Fresh footprints take shape to mark out the attack.
They fade like snail-trails returning to their shells.   
 
The sky has fallen into the lower depths.
The moon withdraws into a bottomless lake,
whose lack of echo tells you it’s going nowhere.
 
Stand still and freeze to death. You retrace your steps.
Craters encrust the tracks left in your wake.
If you miss your footing you would walk on air.

A Dream in May Morning

After Chaucer’ gaggle of geese.
Before Keats’ nightingale.


I dreamed it was the month of May
And, as day came up, there I lay,
awakened by the dawn chorus.
The song of the birds is glorious.
 
Settling on my roof, they give voice
to what is to come, and rejoice
with harmonies, trills high and low,
that heavenly choirs only know.
 
No human instrument can imitate
the wondrous sounds that they create
to thrill the ear with full throated ease.
Not a false note. They chant to please.
 
Now through the window the sun rays
light upon my bed, and give praise
to a bright new morning. The air
is clear and the day is gleaming fair.
 
It was no dream. I see flocks fly
above the trees, no cloud in the sky.
Hark, hear the flapping of the wings
of swallows that summer brings.

 
Schopenhauer for Beginners 2:

‘On the indestructability of essential being by death’

I'm told when I die,
I'll be at the nub
of the universe
in my maker's eye,
part of the deity,
the source of the love
that created me.
All the rest is dust,
excepting my soul.
As the will, it must
live in a black hole,
stored, for future use
by a new body
which it will choose
from eternity
for a mortal role.
From this I deduce:
when the death knells toll,
there is no RIP.
Lingering on, we
stew in our own juice
waiting to be let loose.

  

 Nothing Much (or Much Nothing)

JP Sartre’s response to Mallarme’s encounter with Nothingness in Tournon

‘The universe will expand

till nothing exists anymore’,
says Sartre. But nothing not at hand
means something is in store.  
 
You may not have a leg to stand
on, let alone a deep heart’s core,
but on the horizon, there’s land.
So be at peace with the far shore.
 
And, nothing in mind, having scanned
places where you have been before,
find that nothing has changed. It’s grand
being part of cosmic folklore.
 
Nobody’s Jesus
 
My high horse is a donkey.
I don’t have to carry it
because someone cries out shame.
I ride into my village.
Some neighbours throw stones at me;
and others flowers. I plod on,
leaving the flowers to wither
and the stones to gather moss.
I’m going nowhere that I know.
 
At the cross-road a scarecrow.
hangs from the signpost. The clothes
could be mine.
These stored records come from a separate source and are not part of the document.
//! # Addressing Modes
//!
//! This module defines the addressing modes understood by the decode table.
//! Each mode determines how the CPU interprets operand bytes and calculates
//! effective addresses; resolution itself lives in [`crate::cpu::CPU`], which
//! consumes the operand bytes at PC and applies the page-crossing cycle
//! penalty where the mode calls for one.

/// 6502 addressing mode enumeration.
///
/// The addressing mode determines how the CPU interprets the operand bytes
/// that follow an opcode and how it calculates the effective memory address
/// for the operation.
///
/// # Operand Sizes
///
/// - **0 bytes**: Implied, Immediate (the operand *is* the next byte; the
///   mode yields its address rather than reading past it)
/// - **1 byte**: ZeroPage, ZeroPageX, ZeroPageY, Relative, IndirectX, IndirectY
/// - **2 bytes**: Absolute, AbsoluteX, AbsoluteY, Indirect
#[derive(Debug, Clone, Copy, PartialEq, Eq)]
pub enum AddressingMode {
    /// No operand, operation implied by instruction.
    ///
    /// Examples: INX, DEY
    Implied,

    /// 8-bit constant operand in instruction.
    ///
    /// Example: LDA #$10 (load immediate value 0x10 into accumulator).
    /// Resolution returns the address of the operand byte itself.
    Immediate,

    /// 8-bit address in zero page (0x00-0xFF).
    ///
    /// Example: LDA $80 (load from address 0x0080)
    ZeroPage,

    /// Zero page address indexed by X register.
    ///
    /// Example: LDA $80,X (load from address 0x0080 + X, wraps within zero page)
    ZeroPageX,

    /// Zero page address indexed by Y register.
    ///
    /// Example: LDX $80,Y (load from address 0x0080 + Y, wraps within zero page)
    ZeroPageY,

    /// Signed 8-bit offset for branch instructions.
    ///
    /// The offset is two's-complement in [-128, +127] and is summed against
    /// PC before PC advances past the offset byte.
    Relative,

    /// Full 16-bit address, little-endian.
    ///
    /// Example: LDA $1234
    Absolute,

    /// 16-bit address indexed by X register.
    ///
    /// Example: LDA $1234,X (load from address 0x1234 + X)
    /// May incur +1 cycle penalty if a page boundary is crossed.
    AbsoluteX,

    /// 16-bit address indexed by Y register.
    ///
    /// Example: LDA $1234,Y (load from address 0x1234 + Y)
    /// May incur +1 cycle penalty if a page boundary is crossed.
    AbsoluteY,

    /// Indirect addressing through a 16-bit pointer.
    ///
    /// Example: JMP ($FFFC). Reproduces the hardware page-wrap bug: a pointer
    /// with low byte 0xFF reads its high target byte from the start of the
    /// *same* page.
    Indirect,

    /// Indexed indirect: (ZP + X) then dereference.
    ///
    /// Example: LDA ($40,X). Both pointer bytes are read from the zero page;
    /// the pointer address wraps within it.
    IndirectX,

    /// Indirect indexed: ZP dereference then + Y.
    ///
    /// Example: LDA ($40),Y. Both pointer bytes are read from the zero page.
    /// May incur +1 cycle penalty if adding Y crosses a page boundary.
    IndirectY,
}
My mount he-haws:
nobody is a saviour
to his own people.
Chastened, I retrace my steps.   
As there are nails on the road
my donkey suffers, not me.
I am nobody’s Jesus.

A Rare Outing

When young I only saw beautiful people.
Now I see the slightly less than…
It’s so long since I looked in a mirror
I can’t remember my face.
I leave it to others to tell me
when there are crumbs in my beard.
 
The queue for the expo takes so long
to move - what with paper-work and security - 
that I decide Dufy isn’t worth my patience,
and go for a drink before buying
handmade slippers. Art alas has let me down
but at least my aesthetic sense is pleased
 
that the wool is grey threaded with green,
and my feet haven’t shrunk. Though the gnarled nails
are opaque stubs. On my return journey
I note the Rue l’Avenir is now a dead end.
Still Le Passage de Temps Passê
has become a free-way. I’m home in no time.  
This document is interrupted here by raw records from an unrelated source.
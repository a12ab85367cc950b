//! # Increment and Decrement Instructions
//!
//! This module implements increment and decrement operations:
//! - INC: Increment Memory
//! - DEC: Decrement Memory
//! - INX: Increment X Register
//! - INY: Increment Y Register
//! - DEX: Decrement X Register
//! - DEY: Decrement Y Register

use crate::{MemoryBus, CPU};

/// Executes the INC (Increment Memory) instruction.
///
/// Adds one (wrapping) to the byte at the effective address. The flag update
/// happens between the read and the write-back, preserving the bus access
/// order a sequence-tracking bus observes.
///
/// # Flag Behavior
///
/// - Zero (Z): Set if the result is 0
/// - Negative (N): Set if bit 7 of the result is set
pub(crate) fn execute_inc<M: MemoryBus>(cpu: &mut CPU<M>, addr: u16) {
    let value = cpu.read(addr);
    let result = value.wrapping_add(1);
    cpu.set_zero_and_negative(result);
    cpu.write(addr, result);
}

/// Executes the DEC (Decrement Memory) instruction.
///
/// Subtracts one (wrapping) from the byte at the effective address.
/// Flags as INC.
pub(crate) fn execute_dec<M: MemoryBus>(cpu: &mut CPU<M>, addr: u16) {
    let value = cpu.read(addr);
    let result = value.wrapping_sub(1);
    cpu.set_zero_and_negative(result);
    cpu.write(addr, result);
}

/// Executes the INX (Increment X Register) instruction. Flags as INC.
pub(crate) fn execute_inx<M: MemoryBus>(cpu: &mut CPU<M>, _addr: u16) {
    cpu.x = cpu.x.wrapping_add(1);
    cpu.set_zero_and_negative(cpu.x);
}

/// Executes the INY (Increment Y Register) instruction. Flags as INC.
pub(crate) fn execute_iny<M: MemoryBus>(cpu: &mut CPU<M>, _addr: u16) {
    cpu.y = cpu.y.wrapping_add(1);
    cpu.set_zero_and_negative(cpu.y);
}

/// Executes the DEX (Decrement X Register) instruction. Flags as INC.
pub(crate) fn execute_dex<M: MemoryBus>(cpu: &mut CPU<M>, _addr: u16) {
    cpu.x = cpu.x.wrapping_sub(1);
    cpu.set_zero_and_negative(cpu.x);
}

/// Executes the DEY (Decrement Y Register) instruction. Flags as INC.
pub(crate) fn execute_dey<M: MemoryBus>(cpu: &mut CPU<M>, _addr: u16) {
    cpu.y = cpu.y.wrapping_sub(1);
    cpu.set_zero_and_negative(cpu.y);
}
Elne: the City the Romans dubbed Ungovernable

The spiralling staircases of Elne unwind
a garden of olives with houses between the trees.
Climb up to the balustrade, and once again find
the angry cathedral facing the Pyrenees.
 
Le croix des outrages is what we come to see
the crucifixion as seen through the mocking eyes
of Pilot’s soldiers. A clothes-hanger, no body.
Not a blasphemy to the Catalan pious.
 
Gargoyles in the cloister are mocking their enemies.
The tongues are rattle snakes struck-dumb in rose marble.
The caustic humour is where their venom now is.
You can hear the laughter above the dovecot garble.
 
In ascending scales, a piano is being tuned.
If it played an air it would be to surrender
notes to acceptance. The discord could be ruined.
Music must be broken in the hands of a mender.
 
Revenants beside me on the ramparts, submit not
to time or tide, save the exuberance of fountains.
This unruly city knows horizons have got
no limits, beyond the wind-break of the mountains.
 
The pas de loup of night approaches pace apace,
encroaching on the livestock in the foothills. We 
are immortal now, time has been put in its place,
and watch the last sunlight on the plain reach the sea. 
 

Cumulus 3 with M.

My clouds with you were all low-flying.
And when they broke, they refreshed the earth.
Now the clouds are all high-flying.
They pass by, absorbed by self-worth.
A crackle on the life-line,
‘Looking up is above
and beyond where I am. I’m
sitting on a dandelion,
a butterfly whose day’s done
having fluttered off the long-run.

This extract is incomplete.